Structural Styles and Stratigraphy of the Jeanne d'Arc Basin, Grand Banks of Newfoundland: Chapter 17: North American Margins

1989 
The Grand Banks has experienced at least 225 m.y. of basin formation and subsidence. In the Jeanne d'Arc basin a stratigraphic succession 17 km thick preserves this record. The dominant period of rifting spanned 45 m.y. of late Callovian to Aptian time, in which we recognize three evolutionary stages of synrift subsidence. The first stage (late Callovian-middle Kimmeridgian) lasted about 12 m.y. and was characterized by minor structural relief and argillaceous-calcareous sedimentation.

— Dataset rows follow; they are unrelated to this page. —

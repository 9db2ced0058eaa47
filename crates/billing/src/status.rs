//! Tenant Status Resolution
//!
//! Computes the effective subscription status of a tenant on every tenant-scoped
//! request and persists it only when it changed.
//!
//! ## Evaluation order
//!
//! 1. **Lifetime override**: an ACTIVE lifetime subscription forces ACTIVE.
//! 2. **Own expiry**: a trial past `trial_end_at` expires; an ACTIVE tenant past
//!    `subscription_ended_at` expires, unless billing is delegated to an owner.
//! 3. **Owner inheritance**: a delegated tenant without its own running
//!    subscription or trial takes the owner's effective status (ACTIVE, EXPIRED or
//!    TRIAL). An owner in DEMO never propagates. A running trial is judged by the
//!    tenant's own `trial_end_at`, never by its stored status, so an inherited TRIAL
//!    ends with the owner's.
//!
//! Resolution never fails. A missing owner is logged as a data-integrity warning
//! and the tenant falls back to its own expiry outcome. A failure loading the tenant
//! resolves to EXPIRED; a failure saving a computed status only logs.

use serde::Serialize;
use sqlx::PgPool;
use time::OffsetDateTime;
use uuid::Uuid;

use kampung_shared::types::{BillingMode, TenantStatus, TenantType};

use crate::error::BillingResult;
use crate::events::{ActorType, BillingEventBuilder, BillingEventLogger, BillingEventType};

/// Billing-relevant view of a single tenant
#[derive(Debug, Clone)]
pub struct TenantSnapshot {
    pub id: Uuid,
    pub status: TenantStatus,
    pub billing_mode: BillingMode,
    pub billing_owner_id: Option<Uuid>,
    pub trial_end_at: Option<OffsetDateTime>,
    pub subscription_ended_at: Option<OffsetDateTime>,
    /// Tenant holds an ACTIVE lifetime subscription
    pub has_lifetime: bool,
    /// `ends_at` of the tenant's own ACTIVE non-lifetime subscription
    pub own_subscription_ends_at: Option<OffsetDateTime>,
}

impl TenantSnapshot {
    fn delegated_owner(&self) -> Option<Uuid> {
        match (self.billing_mode, self.billing_owner_id) {
            (BillingMode::Delegated, Some(owner)) if owner != self.id => Some(owner),
            _ => None,
        }
    }
}

/// Result of looking up a delegated tenant's billing owner
#[derive(Debug, Clone)]
pub enum OwnerLookup {
    Found(TenantSnapshot),
    /// Owner id is set but the row is gone or soft-deleted
    Missing(Uuid),
}

/// Everything the resolver needs, loaded in one query
#[derive(Debug, Clone)]
pub struct StatusInputs {
    pub tenant: TenantSnapshot,
    pub owner: Option<OwnerLookup>,
}

/// Why a tenant ended up with its status
#[derive(Debug, Clone, Copy, PartialEq, Eq, Serialize)]
#[serde(rename_all = "snake_case", tag = "kind")]
pub enum StatusReason {
    Lifetime,
    Unchanged,
    TrialEnded,
    SubscriptionEnded,
    OwnSubscription,
    RunningTrial,
    Inherited { owner_id: Uuid },
    OwnerIsDemo { owner_id: Uuid },
    OwnerMissing { owner_id: Uuid },
}

#[derive(Debug, Clone, Copy, PartialEq, Eq, Serialize)]
pub struct StatusResolution {
    pub previous: TenantStatus,
    pub status: TenantStatus,
    pub reason: StatusReason,
}

impl StatusResolution {
    pub fn changed(&self) -> bool {
        self.previous != self.status
    }
}

/// Outcome of the tenant's own trial/subscription dates
fn own_outcome(tenant: &TenantSnapshot, now: OffsetDateTime) -> (TenantStatus, StatusReason) {
    let past = |at: Option<OffsetDateTime>| at.is_some_and(|at| at < now);

    match tenant.status {
        TenantStatus::Trial | TenantStatus::Demo if past(tenant.trial_end_at) => {
            (TenantStatus::Expired, StatusReason::TrialEnded)
        }
        TenantStatus::Active if past(tenant.subscription_ended_at) => {
            (TenantStatus::Expired, StatusReason::SubscriptionEnded)
        }
        status => (status, StatusReason::Unchanged),
    }
}

/// Status an owner would resolve to on its own (owners are roots, no inheritance)
fn owner_effective_status(owner: &TenantSnapshot, now: OffsetDateTime) -> TenantStatus {
    if owner.has_lifetime {
        return TenantStatus::Active;
    }
    own_outcome(owner, now).0
}

/// Pure status resolution. Deterministic for a given `now`.
pub fn resolve_status(inputs: &StatusInputs, now: OffsetDateTime) -> StatusResolution {
    let tenant = &inputs.tenant;
    let resolved = |(status, reason): (TenantStatus, StatusReason)| StatusResolution {
        previous: tenant.status,
        status,
        reason,
    };

    if tenant.has_lifetime {
        return resolved((TenantStatus::Active, StatusReason::Lifetime));
    }

    let Some(owner_id) = tenant.delegated_owner() else {
        return resolved(own_outcome(tenant, now));
    };

    // The tenant's own paid period beats whatever the owner is doing
    if tenant.own_subscription_ends_at.is_some_and(|ends| ends > now) {
        let (status, _) = own_outcome(tenant, now);
        return resolved((status, StatusReason::OwnSubscription));
    }

    // Only the tenant's own trial date counts; a stored TRIAL may have been inherited
    if tenant.status != TenantStatus::Demo && tenant.trial_end_at.is_some_and(|end| end >= now) {
        return resolved((TenantStatus::Trial, StatusReason::RunningTrial));
    }

    match &inputs.owner {
        Some(OwnerLookup::Found(owner)) => match owner_effective_status(owner, now) {
            status @ (TenantStatus::Active | TenantStatus::Expired | TenantStatus::Trial) => {
                resolved((status, StatusReason::Inherited { owner_id }))
            }
            TenantStatus::Demo => {
                let (status, _) = own_outcome(tenant, now);
                resolved((status, StatusReason::OwnerIsDemo { owner_id }))
            }
        },
        Some(OwnerLookup::Missing(_)) | None => {
            let (status, _) = own_outcome(tenant, now);
            resolved((status, StatusReason::OwnerMissing { owner_id }))
        }
    }
}

/// Tenant context handed to the feature gate
#[derive(Debug, Clone, Serialize)]
pub struct ResolvedTenant {
    pub tenant_id: Uuid,
    pub status: TenantStatus,
    pub tenant_type: TenantType,
    pub reason: Option<StatusReason>,
    /// True when the status is the safe default because loading failed
    pub degraded: bool,
}

impl ResolvedTenant {
    /// The computed status stands even when saving it failed; the next request retries
    fn after_persist(
        tenant_id: Uuid,
        tenant_type: TenantType,
        resolution: &StatusResolution,
        persisted: BillingResult<()>,
    ) -> Self {
        if let Err(e) = persisted {
            tracing::error!(
                tenant_id = %tenant_id,
                from = %resolution.previous,
                to = %resolution.status,
                error = %e,
                "Failed to persist tenant status, serving the computed status"
            );
        }

        Self {
            tenant_id,
            status: resolution.status,
            tenant_type,
            reason: Some(resolution.reason),
            degraded: false,
        }
    }

    fn safe_default(tenant_id: Uuid) -> Self {
        Self {
            tenant_id,
            status: TenantStatus::Expired,
            tenant_type: TenantType::Live,
            reason: None,
            degraded: true,
        }
    }
}

#[derive(Debug, sqlx::FromRow)]
struct StatusRow {
    id: Uuid,
    status: TenantStatus,
    tenant_type: TenantType,
    billing_mode: BillingMode,
    billing_owner_id: Option<Uuid>,
    trial_end_at: Option<OffsetDateTime>,
    subscription_ended_at: Option<OffsetDateTime>,
    has_lifetime: bool,
    own_subscription_ends_at: Option<OffsetDateTime>,
    owner_id: Option<Uuid>,
    owner_status: Option<TenantStatus>,
    owner_billing_mode: Option<BillingMode>,
    owner_trial_end_at: Option<OffsetDateTime>,
    owner_subscription_ended_at: Option<OffsetDateTime>,
    owner_has_lifetime: bool,
}

impl StatusRow {
    fn into_inputs(self) -> (StatusInputs, TenantType) {
        let tenant = TenantSnapshot {
            id: self.id,
            status: self.status,
            billing_mode: self.billing_mode,
            billing_owner_id: self.billing_owner_id,
            trial_end_at: self.trial_end_at,
            subscription_ended_at: self.subscription_ended_at,
            has_lifetime: self.has_lifetime,
            own_subscription_ends_at: self.own_subscription_ends_at,
        };

        let owner = tenant.delegated_owner().map(|expected| {
            match (self.owner_id, self.owner_status, self.owner_billing_mode) {
                (Some(id), Some(status), Some(billing_mode)) => OwnerLookup::Found(TenantSnapshot {
                    id,
                    status,
                    billing_mode,
                    billing_owner_id: None,
                    trial_end_at: self.owner_trial_end_at,
                    subscription_ended_at: self.owner_subscription_ended_at,
                    has_lifetime: self.owner_has_lifetime,
                    own_subscription_ends_at: None,
                }),
                _ => OwnerLookup::Missing(expected),
            }
        });

        (StatusInputs { tenant, owner }, self.tenant_type)
    }
}

/// Status resolution service
pub struct StatusService {
    pool: PgPool,
    events: BillingEventLogger,
}

impl StatusService {
    pub fn new(pool: PgPool) -> Self {
        Self {
            events: BillingEventLogger::new(pool.clone()),
            pool,
        }
    }

    /// Resolve (and persist on change) the status of a tenant. Never fails: only a
    /// failed load falls back to EXPIRED.
    pub async fn resolve_for_request(&self, tenant_id: Uuid) -> ResolvedTenant {
        match self.resolve_at(tenant_id, OffsetDateTime::now_utc()).await {
            Ok(Some(resolved)) => resolved,
            Ok(None) => {
                tracing::warn!(tenant_id = %tenant_id, "Status requested for unknown tenant");
                ResolvedTenant::safe_default(tenant_id)
            }
            Err(e) => {
                tracing::error!(
                    tenant_id = %tenant_id,
                    error = %e,
                    "Tenant status resolution failed, falling back to EXPIRED"
                );
                ResolvedTenant::safe_default(tenant_id)
            }
        }
    }

    /// Resolve at an explicit instant
    pub async fn resolve_at(
        &self,
        tenant_id: Uuid,
        now: OffsetDateTime,
    ) -> BillingResult<Option<ResolvedTenant>> {
        let Some(row) = self.load_row(tenant_id).await? else {
            return Ok(None);
        };
        let (inputs, tenant_type) = row.into_inputs();
        let resolution = resolve_status(&inputs, now);

        if let StatusReason::OwnerMissing { owner_id } = resolution.reason {
            tracing::warn!(
                tenant_id = %tenant_id,
                billing_owner_id = %owner_id,
                "Data integrity: billing owner missing, not inheriting status"
            );
        }

        let persisted = if resolution.changed() {
            self.persist(tenant_id, &resolution).await
        } else {
            Ok(())
        };

        Ok(Some(ResolvedTenant::after_persist(
            tenant_id,
            tenant_type,
            &resolution,
            persisted,
        )))
    }

    async fn load_row(&self, tenant_id: Uuid) -> BillingResult<Option<StatusRow>> {
        let row: Option<StatusRow> = sqlx::query_as(
            r#"
            SELECT
                t.id,
                t.status,
                t.tenant_type,
                t.billing_mode,
                t.billing_owner_id,
                t.trial_end_at,
                t.subscription_ended_at,
                EXISTS (
                    SELECT 1 FROM subscriptions s
                    WHERE s.tenant_id = t.id
                      AND s.status = 'ACTIVE'
                      AND s.subscription_type = 'LIFETIME'
                ) AS has_lifetime,
                (
                    SELECT s.ends_at FROM subscriptions s
                    WHERE s.tenant_id = t.id
                      AND s.status = 'ACTIVE'
                      AND s.subscription_type <> 'LIFETIME'
                    ORDER BY s.ends_at DESC
                    LIMIT 1
                ) AS own_subscription_ends_at,
                o.id AS owner_id,
                o.status AS owner_status,
                o.billing_mode AS owner_billing_mode,
                o.trial_end_at AS owner_trial_end_at,
                o.subscription_ended_at AS owner_subscription_ended_at,
                EXISTS (
                    SELECT 1 FROM subscriptions s
                    WHERE s.tenant_id = o.id
                      AND s.status = 'ACTIVE'
                      AND s.subscription_type = 'LIFETIME'
                ) AS owner_has_lifetime
            FROM tenants t
            LEFT JOIN tenants o
                ON o.id = t.billing_owner_id
               AND o.id <> t.id
               AND o.deleted_at IS NULL
            WHERE t.id = $1 AND t.deleted_at IS NULL
            "#,
        )
        .bind(tenant_id)
        .fetch_optional(&self.pool)
        .await?;

        Ok(row)
    }

    async fn persist(&self, tenant_id: Uuid, resolution: &StatusResolution) -> BillingResult<()> {
        // Concurrent requests compute the same value; the guard skips redundant writes
        let result = sqlx::query(
            r#"
            UPDATE tenants
            SET status = $2, updated_at = NOW()
            WHERE id = $1 AND status <> $2
            "#,
        )
        .bind(tenant_id)
        .bind(resolution.status)
        .execute(&self.pool)
        .await?;

        if result.rows_affected() == 0 {
            return Ok(());
        }

        tracing::info!(
            tenant_id = %tenant_id,
            from = %resolution.previous,
            to = %resolution.status,
            reason = ?resolution.reason,
            "Tenant status changed"
        );

        let event = BillingEventBuilder::new(tenant_id, BillingEventType::TenantStatusChanged)
            .data(serde_json::json!({
                "from": resolution.previous,
                "to": resolution.status,
                "reason": resolution.reason,
            }))
            .actor_type(ActorType::System);
        if let Err(e) = self.events.log_event(event).await {
            tracing::warn!(tenant_id = %tenant_id, error = %e, "Failed to record status change event");
        }

        Ok(())
    }
}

There followed a 20 m.y. period (late Kimmeridgian-early Valanginian) dominated by intense normal faulting and high structural relief, during which time fluvially dominated, restricted basin environments were common. The third stage (late Valanginian-early Aptian) was characterized by r duced normal faulting and prominent orthogonal transfer faulting. Marine environments were widespread. Expansion of the basin beyond the rift shoulders suggests that a component of thermal relaxation overprinted the late-stage rift basin. Transition to the postrift era was marked by a pronounced unconformity and detachment of the cover sequence above tilted transfer fault blocks.